/ 3 March 2008

Hamas claims ‘victory’ as Israel pulls back

Israeli troops pulled out of the Gaza Strip on Monday after a United States appeal to end days of fighting that killed more than 100 Palestinians, and rescue peace talks.

The Hamas Islamists who control the coastal enclave declared ”victory” and vowed to continue firing rockets into Israel, launching one into the main southern city of Ashkelon shortly after the troops withdrew, wounding one person.

Israeli Prime Minister Ehud Olmert was quoted by an official as telling a parliamentary panel: ”We are in the midst of a combat action. What happened in recent days was not a one-time event.”

And a senior Israeli official said there would be a ”two-day interval” for a visit by US Secretary of State Condoleezza Rice.

Israel had been under pressure from its ally in Washington to halt the violence after Palestinian President Mahmoud Abbas suspended US-backed peace talks in protest at the bloodshed.

In Gaza City, several thousand Hamas supporters took to the streets in celebration of the withdrawal and took festive photographs with gunmen as the chant ”The invaders fled and the army of Jews was defeated” rang out from loudspeakers.

Rice visit

Rice is to hold talks in Jerusalem and the West Bank city of Ramallah on Tuesday and Wednesday on moving Israeli-Palestinian peace negotiations forward.

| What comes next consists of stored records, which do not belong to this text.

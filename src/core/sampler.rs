use std::collections::HashSet;

use super::raster::PixelBuffer;

/// Distance in bytes between consecutive sampled pixels (every 4th pixel).
pub const SAMPLE_STRIDE_BYTES: usize = 16;

/// Width of one color bucket per channel; 256 / 32 gives 8 levels.
pub const COLOR_BUCKET_WIDTH: u8 = 32;

/// Perceptual luma of an RGB triple.
#[inline]
pub fn luminance(r: u8, g: u8, b: u8) -> f64 {
    0.299 * r as f64 + 0.587 * g as f64 + 0.114 * b as f64
}

/// Quantized color: the bucket index of each channel.
#[derive(Debug, Clone, Copy, PartialEq, Eq, Hash)]
pub struct ColorKey(pub u8, pub u8, pub u8);

impl ColorKey {
    pub fn quantize(r: u8, g: u8, b: u8) -> Self {
        Self(
            r / COLOR_BUCKET_WIDTH,
            g / COLOR_BUCKET_WIDTH,
            b / COLOR_BUCKET_WIDTH,
        )
    }
}

/// What the strided pass over a buffer collects.
#[derive(Debug, Clone, Default)]
pub struct Samples {
    pub colors: HashSet<ColorKey>,
    pub luminance: Vec<f64>,
}

/// Walk the raw bytes with a fixed 16-byte stride, keeping each sampled
/// pixel's color bucket and luma.
pub fn sample(buffer: &PixelBuffer) -> Samples {
    let data = buffer.as_bytes();
    let mut samples = Samples {
        colors: HashSet::new(),
        luminance: Vec::with_capacity(data.len() / SAMPLE_STRIDE_BYTES + 1),
    };

    for px in data.chunks(SAMPLE_STRIDE_BYTES) {
        let (r, g, b) = (px[0], px[1], px[2]);
        samples.colors.insert(ColorKey::quantize(r, g, b));
        samples.luminance.push(luminance(r, g, b));
    }

    samples
}
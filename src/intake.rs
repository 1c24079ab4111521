use image::{DynamicImage, ImageFormat, ImageReader};
use std::fs;
use std::path::Path;
use thiserror::Error;

/// Uploads larger than this are refused before decoding (10 MiB).
pub const DEFAULT_MAX_UPLOAD_BYTES: u64 = 10 * 1024 * 1024;

/// Extensions picked up when walking a directory.
pub const IMAGE_EXTENSIONS: [&str; 8] = ["jpg", "jpeg", "png", "gif", "bmp", "tiff", "tif", "webp"];

#[derive(Debug, Error)]
pub enum IntakeError {
    #[error("IO error: {0}")]
    Io(#[from] std::io::Error),

    #[error("Not an image file: {path}")]
    NotAnImage { path: String },

    #[error("File is {size} bytes, limit is {limit} bytes: {path}")]
    TooLarge { path: String, size: u64, limit: u64 },

    #[error("Failed to decode {path}: {source}")]
    Decode {
        path: String,
        #[source]
        source: image::ImageError,
    },
}

impl IntakeError {
    /// The file passed validation but its pixels could not be read.
    pub fn is_decode_failure(&self) -> bool {
        matches!(self, IntakeError::Decode { .. })
    }
}

/// Check that `path` is a reasonably sized image and return its format.
pub fn validate(path: &Path, max_bytes: u64) -> Result<ImageFormat, IntakeError> {
    let size = fs::metadata(path)?.len();
    if size > max_bytes {
        return Err(IntakeError::TooLarge {
            path: path.display().to_string(),
            size,
            limit: max_bytes,
        });
    }

    let reader = ImageReader::open(path)?.with_guessed_format()?;
    // Only formats the decoder recognises count as images.
    reader.format().ok_or_else(|| IntakeError::NotAnImage {
        path: path.display().to_string(),
    })
}

/// Validate and decode `path`.
pub fn load(path: &Path, max_bytes: u64) -> Result<DynamicImage, IntakeError> {
    let format = validate(path, max_bytes)?;
    log::debug!("Decoding {} as {}", path.display(), format.to_mime_type());

    let mut reader = ImageReader::open(path)?;
    reader.set_format(format);
    reader.decode().map_err(|source| IntakeError::Decode {
        path: path.display().to_string(),
        source,
    })
}

/// Whether `path` has one of [`IMAGE_EXTENSIONS`] (case-insensitive).
pub fn has_image_extension(path: &Path) -> bool {
    path.extension()
        .and_then(|ext| ext.to_str())
        .map(|ext| IMAGE_EXTENSIONS.contains(&ext.to_lowercase().as_str()))
        .unwrap_or(false)
}

#[cfg(test)]
mod tests {
    use super::*;
    use image::{ImageBuffer, Rgb};
    use tempfile::TempDir;

    fn create_test_image(
        path: &Path,
        width: u32,
        height: u32,
    ) -> Result<(), Box<dyn std::error::Error>> {
        let img = ImageBuffer::from_fn(width, height, |x, y| {
            let intensity = ((x + y) % 256) as u8;
            Rgb([intensity, intensity, intensity])
        });

        img.save(path)?;
        Ok(())
    }

    #[test]
    fn test_load_valid_png() {
        let temp_dir = TempDir::new().unwrap();
        let path = temp_dir.path().join("desk.png");
        create_test_image(&path, 64, 48).unwrap();

        assert_eq!(validate(&path, DEFAULT_MAX_UPLOAD_BYTES).unwrap(), ImageFormat::Png);
        let img = load(&path, DEFAULT_MAX_UPLOAD_BYTES).unwrap();
        assert_eq!((img.width(), img.height()), (64, 48));
    }

    #[test]
    fn test_format_is_sniffed_not_taken_from_extension() {
        let temp_dir = TempDir::new().unwrap();
        let png = temp_dir.path().join("desk.png");
        create_test_image(&png, 8, 8).unwrap();
        let renamed = temp_dir.path().join("desk.dat");
        fs::rename(&png, &renamed).unwrap();

        assert_eq!(validate(&renamed, DEFAULT_MAX_UPLOAD_BYTES).unwrap(), ImageFormat::Png);
    }

    #[test]
    fn test_accepts_any_recognised_format() {
        let temp_dir = TempDir::new().unwrap();
        let path = temp_dir.path().join("desk.bmp");
        create_test_image(&path, 16, 12).unwrap();

        assert_eq!(validate(&path, DEFAULT_MAX_UPLOAD_BYTES).unwrap(), ImageFormat::Bmp);
        let img = load(&path, DEFAULT_MAX_UPLOAD_BYTES).unwrap();
        assert_eq!((img.width(), img.height()), (16, 12));
    }

    #[test]
    fn test_rejects_oversized_file() {
        let temp_dir = TempDir::new().unwrap();
        let path = temp_dir.path().join("big.png");
        create_test_image(&path, 32, 32).unwrap();

        let err = validate(&path, 10).unwrap_err();
        assert!(matches!(err, IntakeError::TooLarge { limit: 10, .. }));
        assert!(!err.is_decode_failure());
    }

    #[test]
    fn test_rejects_non_image() {
        let temp_dir = TempDir::new().unwrap();
        let path = temp_dir.path().join("notes.txt");
        fs::write(&path, b"just some text, definitely not pixels").unwrap();

        let err = load(&path, DEFAULT_MAX_UPLOAD_BYTES).unwrap_err();
        assert!(matches!(err, IntakeError::NotAnImage { .. }));
    }

    #[test]
    fn test_truncated_image_is_a_decode_failure() {
        let temp_dir = TempDir::new().unwrap();
        let path = temp_dir.path().join("broken.png");
        create_test_image(&path, 128, 128).unwrap();
        let bytes = fs::read(&path).unwrap();
        fs::write(&path, &bytes[..bytes.len() / 2]).unwrap();

        let err = load(&path, DEFAULT_MAX_UPLOAD_BYTES).unwrap_err();
        assert!(err.is_decode_failure());
    }

    #[test]
    fn test_missing_file_is_io_error() {
        let temp_dir = TempDir::new().unwrap();
        let missing = temp_dir.path().join("nope.jpg");
        let err = validate(&missing, DEFAULT_MAX_UPLOAD_BYTES).unwrap_err();
        assert!(matches!(err, IntakeError::Io(_)));
    }

    #[test]
    fn test_has_image_extension() {
        assert!(has_image_extension(Path::new("a/b/desk.JPG")));
        assert!(has_image_extension(Path::new("desk.webp")));
        assert!(!has_image_extension(Path::new("desk.txt")));
        assert!(!has_image_extension(Path::new("desk")));
    }
}
//! Image chaos scoring.
//!
//! An image is stretched onto a fixed 400x300 canvas, three statistics
//! (distinct color buckets, luma variance, edge count) are measured on it,
//! and those are folded into a level between 1 and 10.

pub mod analysis;
pub mod raster;
pub mod sampler;
pub mod score;
pub mod stats;

pub use analysis::{analyze, analyze_buffer, analyze_with_filter, Metrics, ScoreResult};
pub use raster::{PixelBuffer, ResampleFilter};
pub use score::NormalizedStatistics;
pub use stats::RawStatistics;
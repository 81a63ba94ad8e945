//! Caller-facing flight booking operations.
//!
//! A [`FlightClient`] owns one transport for the whole session.  Every
//! operation except seat monitoring is a retrying exchange through the
//! [`crate::dispatcher`]; monitoring goes through [`crate::monitor`].
//!
//! Operations take `&mut self`: one request is in flight at a time, and a
//! running [`Watch`] borrows the client until it is dropped.

use std::time::Duration;

use log::{debug, warn};

use crate::codec::{Request, ResponseMessage};
use crate::config::ClientConfig;
use crate::dispatcher::{self, RetryPolicy};
use crate::error::ClientError;
use crate::monitor::{self, Watch};
use crate::transport::{Transport, UdpTransport};

/// Per-session counters.
#[derive(Debug, Default, Clone, PartialEq, Eq)]
pub struct ClientMetrics {
    pub exchanges: u64,          // retrying exchanges started
    pub exchange_failures: u64,  // exchanges that ended in an error
    pub input_rejections: u64,   // requests refused before sending
    pub monitor_sessions: u64,   // monitoring windows opened
}

pub struct FlightClient<T: Transport = UdpTransport> {
    transport: T,
    policy: RetryPolicy,
    poll_interval: Duration,
    metrics: ClientMetrics,
}

impl FlightClient<UdpTransport> {
    /// Validate `config`, resolve the server and bind the session socket.
    pub fn connect(config: &ClientConfig) -> Result<Self, ClientError> {
        config.validate()?;
        let transport = UdpTransport::connect(&config.server, config.loss_simulator())?;
        debug!("session bound to {:?}", transport.local_addr());
        Ok(Self::with_transport(transport, config))
    }
}

impl<T: Transport> FlightClient<T> {
    pub fn with_transport(transport: T, config: &ClientConfig) -> Self {
        Self {
            transport,
            policy: config.retry_policy(),
            poll_interval: config.poll_interval,
            metrics: ClientMetrics::default(),
        }
    }

    pub fn transport(&self) -> &T {
        &self.transport
    }

    pub fn metrics(&self) -> &ClientMetrics {
        &self.metrics
    }

    /// Flights between `source` and `destination` (opcode 1).
    pub fn query_flights(
        &mut self,
        source: &str,
        destination: &str,
    ) -> Result<ResponseMessage, ClientError> {
        self.exchange(Request::QueryFlights {
            source: source.to_string(),
            destination: destination.to_string(),
        })
    }

    /// Details of flight `id` (opcode 2).
    pub fn flight_details(&mut self, id: u32) -> Result<ResponseMessage, ClientError> {
        self.exchange(Request::FlightDetails { id })
    }

    /// Reserve `seats` on flight `id` (opcode 3).
    pub fn reserve_seats(&mut self, id: u32, seats: u32) -> Result<ResponseMessage, ClientError> {
        self.exchange(Request::Reserve { id, seats })
    }

    /// Subscribe to seat updates of flight `id` for `duration_secs` (opcode 4).
    ///
    /// The request is sent once, before this returns; the updates are
    /// received lazily while the returned [`Watch`] is iterated.
    pub fn monitor_seats(
        &mut self,
        id: u32,
        duration_secs: u32,
    ) -> Result<Watch<'_, T>, ClientError> {
        let bytes = self.encode(&Request::Monitor { id, duration_secs })?;
        self.metrics.monitor_sessions += 1;
        monitor::watch(
            &mut self.transport,
            &bytes,
            Duration::from_secs(u64::from(duration_secs)),
            self.poll_interval,
        )
    }

    /// Loyalty points of this client, keyed by its address (opcode 5).
    pub fn query_points(&mut self) -> Result<ResponseMessage, ClientError> {
        self.exchange(Request::QueryPoints)
    }

    /// Reserve `seats` on flight `id`, paying with points (opcode 6).
    pub fn reserve_seats_with_points(
        &mut self,
        id: u32,
        seats: u32,
    ) -> Result<ResponseMessage, ClientError> {
        self.exchange(Request::ReserveWithPoints { id, seats })
    }

    fn exchange(&mut self, request: Request) -> Result<ResponseMessage, ClientError> {
        let bytes = self.encode(&request)?;
        self.metrics.exchanges += 1;
        debug!("{} request, {} bytes", request.opcode(), bytes.len());

        let result = dispatcher::execute(&mut self.transport, &bytes, &self.policy);
        if let Err(e) = &result {
            self.metrics.exchange_failures += 1;
            warn!("{} failed: {e}", request.opcode());
        }
        result
    }

    fn encode(&mut self, request: &Request) -> Result<Vec<u8>, ClientError> {
        request.encode().map_err(|e| {
            self.metrics.input_rejections += 1;
            ClientError::from(e)
        })
    }
}
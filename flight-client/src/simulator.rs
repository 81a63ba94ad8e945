//! Datagram-loss simulator for demos and testing.
//!
//! Real networks drop packets.  To exercise the retry path without depending
//! on actual network conditions, [`LossSimulator`] decides per outbound
//! datagram whether it should be silently discarded instead of sent.
//!
//! The random source is owned by the simulator and can be seeded, so a test
//! run with a fixed seed always drops the same datagrams.

use rand::rngs::StdRng;
use rand::{Rng, SeedableRng};

/// Default probability that an outbound datagram is dropped.
pub const DEFAULT_LOSS_RATE: f64 = 0.20;

/// Decides which outbound datagrams are dropped.
#[derive(Debug, Clone)]
pub struct LossSimulator {
    loss_rate: f64,
    rng: StdRng,
}

impl LossSimulator {
    /// Simulator drawing from OS entropy.
    ///
    /// `loss_rate` is clamped to `[0.0, 1.0]`.
    pub fn new(loss_rate: f64) -> Self {
        Self::with_rng(loss_rate, StdRng::from_os_rng())
    }

    /// Reproducible simulator for tests.
    pub fn seeded(loss_rate: f64, seed: u64) -> Self {
        Self::with_rng(loss_rate, StdRng::seed_from_u64(seed))
    }

    pub fn with_rng(loss_rate: f64, rng: StdRng) -> Self {
        let loss_rate = if loss_rate.is_nan() {
            0.0
        } else {
            loss_rate.clamp(0.0, 1.0)
        };
        Self { loss_rate, rng }
    }

    /// Pass-through simulator: never drops.
    pub fn disabled() -> Self {
        Self::seeded(0.0, 0)
    }

    pub fn loss_rate(&self) -> f64 {
        self.loss_rate
    }

    /// Draw once: `true` means the caller should not transmit.
    pub fn should_drop(&mut self) -> bool {
        self.loss_rate > 0.0 && self.rng.random_bool(self.loss_rate)
    }
}

impl Default for LossSimulator {
    fn default() -> Self {
        Self::new(DEFAULT_LOSS_RATE)
    }
}
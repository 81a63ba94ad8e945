//! Wire-format definitions for requests and responses.
//!
//! Every request is one datagram: an opcode byte followed by six
//! length-prefixed text fields.  Every response is a status byte, an opcode
//! byte, and zero or more length-prefixed text messages.  This module:
//! - Models the six server operations as a closed [`Request`] sum type.
//! - Serialises requests into bytes ready for transmission.
//! - Deserialises response datagrams, rejecting truncated input.
//!
//! No I/O happens here — this is pure data transformation.
//!
//! # Wire format
//!
//! ```text
//! request:  [opcode:1][len:1][id][len:1][source][len:1][destination]
//!           [len:1][departure_time][len:1][seats][len:1][duration]
//! response: [status:1][opcode:1] ([len:1][text])*
//! ```
//!
//! Numeric fields (`id`, `seats`, `duration`) travel as base-10 text, not as
//! binary integers.  A length byte bounds every field to [`MAX_FIELD_LEN`]
//! bytes and a whole datagram may not exceed [`MAX_DATAGRAM`] bytes.

use std::fmt;

use thiserror::Error;

/// Largest datagram either side will send or accept.
pub const MAX_DATAGRAM: usize = 1024;

/// Largest text field representable behind a one-byte length prefix.
pub const MAX_FIELD_LEN: usize = u8::MAX as usize;

/// Server operation selected by the first byte of a request.
#[repr(u8)]
#[derive(Debug, Clone, Copy, PartialEq, Eq, Hash)]
pub enum Opcode {
    QueryFlights = 1,
    FlightDetails = 2,
    Reserve = 3,
    Monitor = 4,
    QueryPoints = 5,
    ReserveWithPoints = 6,
}

impl Opcode {
    pub fn from_u8(value: u8) -> Option<Self> {
        Some(match value {
            1 => Opcode::QueryFlights,
            2 => Opcode::FlightDetails,
            3 => Opcode::Reserve,
            4 => Opcode::Monitor,
            5 => Opcode::QueryPoints,
            6 => Opcode::ReserveWithPoints,
            _ => return None,
        })
    }

    pub fn to_u8(self) -> u8 {
        self as u8
    }

    /// Human-readable operation name.
    pub fn name(self) -> &'static str {
        match self {
            Opcode::QueryFlights => "query flights",
            Opcode::FlightDetails => "flight details",
            Opcode::Reserve => "reserve seats",
            Opcode::Monitor => "monitor seats",
            Opcode::QueryPoints => "query points",
            Opcode::ReserveWithPoints => "reserve seats with points",
        }
    }
}

impl fmt::Display for Opcode {
    fn fmt(&self, f: &mut fmt::Formatter<'_>) -> fmt::Result {
        write!(f, "{} ({})", self.name(), self.to_u8())
    }
}

/// Flat field set carried by every request regardless of opcode.
///
/// Fields that an opcode does not use are zero / empty on the wire.
#[derive(Debug, Clone, Default, PartialEq, Eq)]
pub struct RequestPayload {
    pub id: u32,
    pub source: String,
    pub destination: String,
    pub departure_time: String,
    pub seats_to_book: u32,
    pub duration_secs: u32,
}

/// One request, carrying only the fields its operation reads.
#[derive(Debug, Clone, PartialEq, Eq)]
pub enum Request {
    QueryFlights { source: String, destination: String },
    FlightDetails { id: u32 },
    Reserve { id: u32, seats: u32 },
    Monitor { id: u32, duration_secs: u32 },
    QueryPoints,
    ReserveWithPoints { id: u32, seats: u32 },
}

impl Request {
    pub fn opcode(&self) -> Opcode {
        match self {
            Request::QueryFlights { .. } => Opcode::QueryFlights,
            Request::FlightDetails { .. } => Opcode::FlightDetails,
            Request::Reserve { .. } => Opcode::Reserve,
            Request::Monitor { .. } => Opcode::Monitor,
            Request::QueryPoints => Opcode::QueryPoints,
            Request::ReserveWithPoints { .. } => Opcode::ReserveWithPoints,
        }
    }

    /// Expand into the flat wire field set.
    pub fn payload(&self) -> RequestPayload {
        match self {
            Request::QueryFlights {
                source,
                destination,
            } => RequestPayload {
                source: source.clone(),
                destination: destination.clone(),
                ..Default::default()
            },
            Request::FlightDetails { id } => RequestPayload {
                id: *id,
                ..Default::default()
            },
            Request::Reserve { id, seats } | Request::ReserveWithPoints { id, seats } => {
                RequestPayload {
                    id: *id,
                    seats_to_book: *seats,
                    ..Default::default()
                }
            }
            Request::Monitor { id, duration_secs } => RequestPayload {
                id: *id,
                duration_secs: *duration_secs,
                ..Default::default()
            },
            Request::QueryPoints => RequestPayload::default(),
        }
    }

    pub fn encode(&self) -> Result<Vec<u8>, CodecError> {
        encode(self.opcode(), &self.payload())
    }
}

/// Result of decoding one response datagram.
#[derive(Debug, Clone, Default, PartialEq, Eq)]
pub struct ResponseMessage {
    pub status_code: u8,
    /// Echo of the request opcode; kept raw so unknown values still render.
    pub opcode: u8,
    pub messages: Vec<String>,
}

impl ResponseMessage {
    /// Serialise as a response datagram (the server side of the format).
    pub fn encode(&self) -> Result<Vec<u8>, CodecError> {
        let mut out = vec![self.status_code, self.opcode];
        for (i, message) in self.messages.iter().enumerate() {
            write_field(&mut out, Field::Message(i), message.as_bytes())?;
        }
        check_datagram_len(&out)?;
        Ok(out)
    }
}

impl fmt::Display for ResponseMessage {
    fn fmt(&self, f: &mut fmt::Formatter<'_>) -> fmt::Result {
        write!(
            f,
            "Status Code: {}, Opcode: {}",
            self.status_code, self.opcode
        )?;
        for message in &self.messages {
            write!(f, "\n{message}")?;
        }
        Ok(())
    }
}

/// Names the field an error refers to.
#[derive(Debug, Clone, Copy, PartialEq, Eq)]
pub enum Field {
    Id,
    Source,
    Destination,
    DepartureTime,
    SeatsToBook,
    Duration,
    Message(usize),
}

impl fmt::Display for Field {
    fn fmt(&self, f: &mut fmt::Formatter<'_>) -> fmt::Result {
        match self {
            Field::Id => write!(f, "id"),
            Field::Source => write!(f, "source"),
            Field::Destination => write!(f, "destination"),
            Field::DepartureTime => write!(f, "departure time"),
            Field::SeatsToBook => write!(f, "seats to book"),
            Field::Duration => write!(f, "duration"),
            Field::Message(i) => write!(f, "message #{i}"),
        }
    }
}

/// Errors that can arise when encoding or decoding a datagram.
#[derive(Error, Debug, Clone, PartialEq, Eq)]
pub enum CodecError {
    #[error("{field} is {len} bytes, the limit is 255")]
    FieldTooLong { field: Field, len: usize },
    #[error("datagram would be {len} bytes, the limit is 1024")]
    PayloadTooLarge { len: usize },
    #[error("datagram of {len} bytes is shorter than the response header")]
    HeaderTooShort { len: usize },
    #[error("field declares {declared} bytes but only {remaining} remain")]
    TruncatedMessage { declared: usize, remaining: usize },
    #[error("unknown opcode {0}")]
    UnknownOpcode(u8),
    #[error("{field} is not a decimal number: {text:?}")]
    InvalidNumber { field: Field, text: String },
}

/// Serialise one request.
///
/// Field lengths are checked before anything is written; an over-long field
/// is an error, never truncated.
pub fn encode(opcode: Opcode, payload: &RequestPayload) -> Result<Vec<u8>, CodecError> {
    let id = payload.id.to_string();
    let seats = payload.seats_to_book.to_string();
    let duration = payload.duration_secs.to_string();

    let fields: [(Field, &[u8]); 6] = [
        (Field::Id, id.as_bytes()),
        (Field::Source, payload.source.as_bytes()),
        (Field::Destination, payload.destination.as_bytes()),
        (Field::DepartureTime, payload.departure_time.as_bytes()),
        (Field::SeatsToBook, seats.as_bytes()),
        (Field::Duration, duration.as_bytes()),
    ];

    let len = 1 + fields.iter().map(|(_, b)| 1 + b.len()).sum::<usize>();
    let mut out = Vec::with_capacity(len);
    out.push(opcode.to_u8());
    for (field, bytes) in fields {
        write_field(&mut out, field, bytes)?;
    }
    check_datagram_len(&out)?;
    Ok(out)
}

/// Parse one response datagram.
///
/// Zero-length messages are skipped.  A length byte that claims more bytes
/// than remain yields [`CodecError::TruncatedMessage`].
pub fn decode(buf: &[u8]) -> Result<ResponseMessage, CodecError> {
    let [status_code, opcode, body @ ..] = buf else {
        return Err(CodecError::HeaderTooShort { len: buf.len() });
    };

    let mut reader = FieldReader::new(body);
    let mut messages = Vec::new();
    while !reader.is_empty() {
        let text = reader.read_field()?;
        if !text.is_empty() {
            messages.push(String::from_utf8_lossy(text).into_owned());
        }
    }

    Ok(ResponseMessage {
        status_code: *status_code,
        opcode: *opcode,
        messages,
    })
}

/// Parse one request datagram (the server side of the format).
pub fn decode_request(buf: &[u8]) -> Result<(Opcode, RequestPayload), CodecError> {
    let (&op, body) = buf
        .split_first()
        .ok_or(CodecError::HeaderTooShort { len: 0 })?;
    let opcode = Opcode::from_u8(op).ok_or(CodecError::UnknownOpcode(op))?;

    let mut reader = FieldReader::new(body);
    let id = reader.read_number(Field::Id)?;
    let source = reader.read_text()?;
    let destination = reader.read_text()?;
    let departure_time = reader.read_text()?;
    let seats_to_book = reader.read_number(Field::SeatsToBook)?;
    let duration_secs = reader.read_number(Field::Duration)?;

    Ok((
        opcode,
        RequestPayload {
            id,
            source,
            destination,
            departure_time,
            seats_to_book,
            duration_secs,
        },
    ))
}

fn write_field(out: &mut Vec<u8>, field: Field, bytes: &[u8]) -> Result<(), CodecError> {
    let len = u8::try_from(bytes.len()).map_err(|_| CodecError::FieldTooLong {
        field,
        len: bytes.len(),
    })?;
    out.push(len);
    out.extend_from_slice(bytes);
    Ok(())
}

fn check_datagram_len(out: &[u8]) -> Result<(), CodecError> {
    if out.len() > MAX_DATAGRAM {
        return Err(CodecError::PayloadTooLarge { len: out.len() });
    }
    Ok(())
}

/// Cursor over a sequence of length-prefixed fields.
struct FieldReader<'a> {
    rest: &'a [u8],
}

impl<'a> FieldReader<'a> {
    fn new(rest: &'a [u8]) -> Self {
        Self { rest }
    }

    fn is_empty(&self) -> bool {
        self.rest.is_empty()
    }

    fn read_field(&mut self) -> Result<&'a [u8], CodecError> {
        let (&len, tail) = self
            .rest
            .split_first()
            .ok_or(CodecError::TruncatedMessage {
                declared: 1,
                remaining: 0,
            })?;
        let len = usize::from(len);
        if len > tail.len() {
            return Err(CodecError::TruncatedMessage {
                declared: len,
                remaining: tail.len(),
            });
        }
        let (field, tail) = tail.split_at(len);
        self.rest = tail;
        Ok(field)
    }

    fn read_text(&mut self) -> Result<String, CodecError> {
        Ok(String::from_utf8_lossy(self.read_field()?).into_owned())
    }

    fn read_number(&mut self, field: Field) -> Result<u32, CodecError> {
        let text = self.read_text()?;
        text.parse()
            .map_err(|_| CodecError::InvalidNumber { field, text })
    }
}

Washington hopes a Palestinian statehood deal can be reached this year.

Israel’s security Cabinet plans to meet on Wednesday to consider the government’s next move.

”This very limited [Gaza] operation was intended to show Hamas what could happen, what you may call a ‘prequel’,” the senior Israeli official said.

”If they decide they’ve seen enough and stop the rockets, if they get the message, then we may get into a period of quiet. If they continue to fire the rockets, then there will be more operations like this one or worse.”

The Palestinian Health Ministry said 116 Palestinians had been killed in the Gaza offensive. Militant groups said about half of them were civilians.

Palestinian Prime Minister Salam Fayyad put the death toll at 110, with 250 people wounded, and said the situation was ”unprecedented since the 1967 war of Israeli occupation”.

Many of the civilian casualties came when Israeli missiles fired by helicopters, jets and unmanned drones hit buildings and homes that the army said were being used by militants.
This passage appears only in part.